O Instituto Brasileiro de Executivos de Varejo e Mercado de Consumo (IBEVAR) realizou na quinta, 03/03, o Pós NRF Cases de Varejo. Este foi o segundo dos quatro encontros programados para transmitir as principais tendências e conhecimentos adquiridos durante a NRF 2016 para os varejistas brasileiros. O evento destacou os principais cases apresentados no maior evento mundial do varejo, o Retail’s Big Show, realizado em janeiro, em Nova York.

A abertura da apresentação foi feita pelo vice-presidente do IBEVAR, José Roberto Securato Junior. Ele falou sobre a importância do que é feito pelo varejo nos Estados Unidos e na Europa e como as iniciativas podem ser aplicadas no Brasil.
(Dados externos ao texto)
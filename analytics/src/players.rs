use chrono::Duration;
use std::collections::BTreeMap;
use crate::overview::Overview;
use crate::record::Record;

#[derive(Debug, Clone, PartialEq, Serialize, Deserialize)]
pub struct JourneyPoint {
    pub seq: u64,
    pub created: String,
    pub game: u32,
    pub amount: f64,
    pub cumulative_pnl: f64,
    /// True when this spin is on a different game than the previous one.
    pub switched: bool,
    pub pool: Option<f64>,
}

/// Single-user insight: headline numbers, behavioural tags and the full
/// spin-by-spin journey.
#[derive(Debug, Clone, PartialEq, Serialize, Deserialize)]
pub struct UserReport {
    pub user: String,
    pub tags: Vec<String>,
    pub turnover: f64,
    pub pnl: f64,
    pub spins: u64,
    pub rtp: f64,
    pub max_win: f64,
    pub ggr_share: f64,
    pub journey: Vec<JourneyPoint>,
}

impl UserReport {
    pub fn compute(records: &[Record], user: &str) -> Option<UserReport> {
        let mut own: Vec<&Record> = records.iter()
            .filter(|r| r.user == user)
            .collect();
        if own.is_empty() {
            return None;
        }
        own.sort_by_key(|r| r.created);

        let overview = Overview::compute(records);

        let turnover: f64 = own.iter()
            .filter(|r| r.is_bet())
            .map(|r| r.amount.abs())
            .sum();
        let payout: f64 = own.iter()
            .filter(|r| r.is_win())
            .map(|r| r.amount)
            .sum();
        let pnl: f64 = own.iter().map(|r| r.amount).sum();
        let spins = own.iter().filter(|r| r.is_bet()).count() as u64;
        let rtp = if turnover > 0.0 { payout / turnover * 100.0 } else { 0.0 };
        let max_win = own.iter()
            .map(|r| r.amount)
            .fold(f64::MIN, f64::max);
        let ggr_share = if overview.ggr != 0.0 {
            (turnover - payout) / overview.ggr * 100.0
        } else {
            0.0
        };

        let mut tags = Vec::new();
        if turnover > overview.avg_bet * 10.0 {
            tags.push("Whale".to_string());
        } else if turnover < overview.avg_bet * 0.1 {
            tags.push("Minnow".to_string());
        }
        if pnl > 0.0 {
            tags.push("Winner".to_string());
        } else {
            tags.push("Loser".to_string());
        }

        let mut journey = Vec::new();
        let mut cumulative = 0.0;
        let mut previous_game = None;
        for (index, record) in own.iter().enumerate() {
            cumulative += record.amount;
            journey.push(JourneyPoint {
                seq: index as u64 + 1,
                created: record.created.format("%Y-%m-%d %H:%M:%S").to_string(),
                game: record.game,
                amount: record.amount,
                cumulative_pnl: cumulative,
                switched: previous_game != Some(record.game),
                pool: record.real_pool(),
            });
            previous_game = Some(record.game);
        }

        Some(UserReport {
            user: user.to_string(),
            tags,
            turnover,
            pnl,
            spins,
            rtp,
            max_win,
            ggr_share,
            journey,
        })
    }
}

#[derive(Debug, Clone, PartialEq, Serialize, Deserialize)]
pub struct UserPoint {
    pub user: String,
    pub cum_bet: f64,
    pub cum_pnl: f64,
    pub winner: bool,
}

/// State of the player base at one instant of the timeline.
#[derive(Debug, Clone, PartialEq, Serialize, Deserialize)]
pub struct Snapshot {
    pub at: String,
    pub points: Vec<UserPoint>,
}

/// Evenly spaced snapshots of per-user cumulative bet and PnL between the
/// first and the last record, both inclusive.
pub fn timeline(records: &[Record], steps: u64) -> Vec<Snapshot> {
    if records.is_empty() {
        return Vec::new();
    }

    let mut sorted: Vec<&Record> = records.iter().collect();
    sorted.sort_by_key(|r| r.created);

    let first = sorted.first().unwrap().created;
    let last = sorted.last().unwrap().created;

    let instants = if first == last || steps < 2 {
        vec![last]
    } else {
        let span = (last - first).num_milliseconds();
        (0..steps)
            .map(|i| {
                let offset = span as f64 * i as f64 / (steps - 1) as f64;
                first + Duration::milliseconds(offset.round() as i64)
            })
            .collect()
    };

    let mut snapshots = Vec::new();
    let mut totals: BTreeMap<&str, (f64, f64)> = BTreeMap::new();
    let mut cursor = 0;
    for instant in instants {
        while cursor < sorted.len() && sorted[cursor].created <= instant {
            let record = sorted[cursor];
            let entry = totals.entry(record.user.as_str()).or_insert((0.0, 0.0));
            if record.is_bet() {
                entry.0 += record.amount.abs();
            }
            entry.1 += record.amount;
            cursor += 1;
        }
        snapshots.push(Snapshot {
            at: instant.format("%Y-%m-%d %H:%M:%S").to_string(),
            points: totals.iter()
                .map(|(user, &(cum_bet, cum_pnl))| UserPoint {
                    user: user.to_string(),
                    cum_bet,
                    cum_pnl,
                    winner: cum_pnl > 0.0,
                })
                .collect(),
        });
    }

    snapshots
}

#[cfg(test)]
mod tests {
    use super::*;
    use chrono::NaiveDate;

    fn record(hour: u32, user: &str, game: u32, amount: f64) -> Record {
        Record {
            id: 0,
            created: NaiveDate::from_ymd_opt(2024, 1, 1).unwrap()
                .and_hms_opt(hour, 0, 0).unwrap(),
            user: user.to_string(),
            game,
            amount,
            pool: None,
        }
    }

    #[test]
    fn test_unknown_user() {
        let records = vec![record(1, "a", 1, -10.0)];
        assert!(UserReport::compute(&records, "nobody").is_none());
    }

    #[test]
    fn test_user_numbers_and_tags() {
        let records = vec![
            record(1, "a", 1, -100.0),
            record(2, "a", 1, 160.0),
            record(3, "a", 2, -100.0),
            record(4, "b", 1, -100.0),
        ];
        // global: turnover 300, payout 160, ggr 140, avg_bet 100
        let report = UserReport::compute(&records, "a").unwrap();
        assert_eq!(200.0, report.turnover);
        assert_eq!(-40.0, report.pnl);
        assert_eq!(2, report.spins);
        assert_eq!(80.0, report.rtp);
        assert_eq!(160.0, report.max_win);
        assert!((report.ggr_share - 40.0 / 140.0 * 100.0).abs() < 1e-9);
        assert_eq!(vec!["Loser".to_string()], report.tags);
    }

    #[test]
    fn test_whale_and_winner_tags() {
        let mut records = vec![record(1, "w", 1, -6_000.0), record(2, "w", 1, 9_000.0)];
        for hour in 3..13 {
            records.push(record(hour, "m", 1, -10.0));
        }
        // global avg_bet = 6100 / 11
        let whale = UserReport::compute(&records, "w").unwrap();
        assert_eq!(vec!["Whale".to_string(), "Winner".to_string()], whale.tags);

        let minnow = UserReport::compute(&records, "m").unwrap();
        assert_eq!(vec!["Loser".to_string()], minnow.tags);
    }

    #[test]
    fn test_journey_marks_game_switches() {
        let records = vec![
            record(1, "a", 1, -10.0),
            record(2, "a", 1, -10.0),
            record(3, "a", 2, -10.0),
            record(4, "a", 1, 30.0),
        ];
        let report = UserReport::compute(&records, "a").unwrap();
        let switched: Vec<bool> =
            report.journey.iter().map(|p| p.switched).collect();
        assert_eq!(vec![true, false, true, true], switched);
        let pnl: Vec<f64> =
            report.journey.iter().map(|p| p.cumulative_pnl).collect();
        assert_eq!(vec![-10.0, -20.0, -30.0, 0.0], pnl);
    }

    #[test]
    fn test_timeline_snapshots() {
        let records = vec![
            record(0, "a", 1, -10.0),
            record(6, "b", 1, -10.0),
            record(6, "b", 1, 50.0),
            record(12, "a", 1, -10.0),
        ];
        let snapshots = timeline(&records, 3);
        assert_eq!(3, snapshots.len());

        assert_eq!("2024-01-01 00:00:00", snapshots[0].at);
        assert_eq!(1, snapshots[0].points.len());

        assert_eq!("2024-01-01 06:00:00", snapshots[1].at);
        assert_eq!(2, snapshots[1].points.len());
        let b = &snapshots[1].points[1];
        assert_eq!("b", b.user);
        assert_eq!(40.0, b.cum_pnl);
        assert!(b.winner);

        assert_eq!("2024-01-01 12:00:00", snapshots[2].at);
        let a = &snapshots[2].points[0];
        assert_eq!(20.0, a.cum_bet);
        assert_eq!(-20.0, a.cum_pnl);
        assert!(!a.winner);
    }

    #[test]
    fn test_timeline_with_single_instant() {
        let records = vec![record(5, "a", 1, -10.0)];
        let snapshots = timeline(&records, 100);
        assert_eq!(1, snapshots.len());
        assert_eq!(1, snapshots[0].points.len());
    }
}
Em seguida, passou a palavra para a diretora vogal do IBEVAR e coordenadora acadêmica da Academia de Varejo, Patricia Cotti, que apresentou os principais cases da feira.

De acordo com Patricia, esta edição pôde ser considerada como a “NRF pé no chão”. O primeiro módulo, intitulado “Economia circular”, destacou um conceito já bastante utilizado pelos mercados norte-americano e europeu e que no Brasil ainda é muito novo. “Um dos cases que chamou a atenção foi o da ‘ThreadUp’. A empresa criou uma plataforma baseada em uma peculiaridade do universo feminino. Há um dado de que 70% das roupas de um armário deste público não são usadas. Então, a empresa oferece uma ajuda a quem deseja fazer uma ‘limpeza’ nos seus armários, estimulando a circulação destes produtos”, explica.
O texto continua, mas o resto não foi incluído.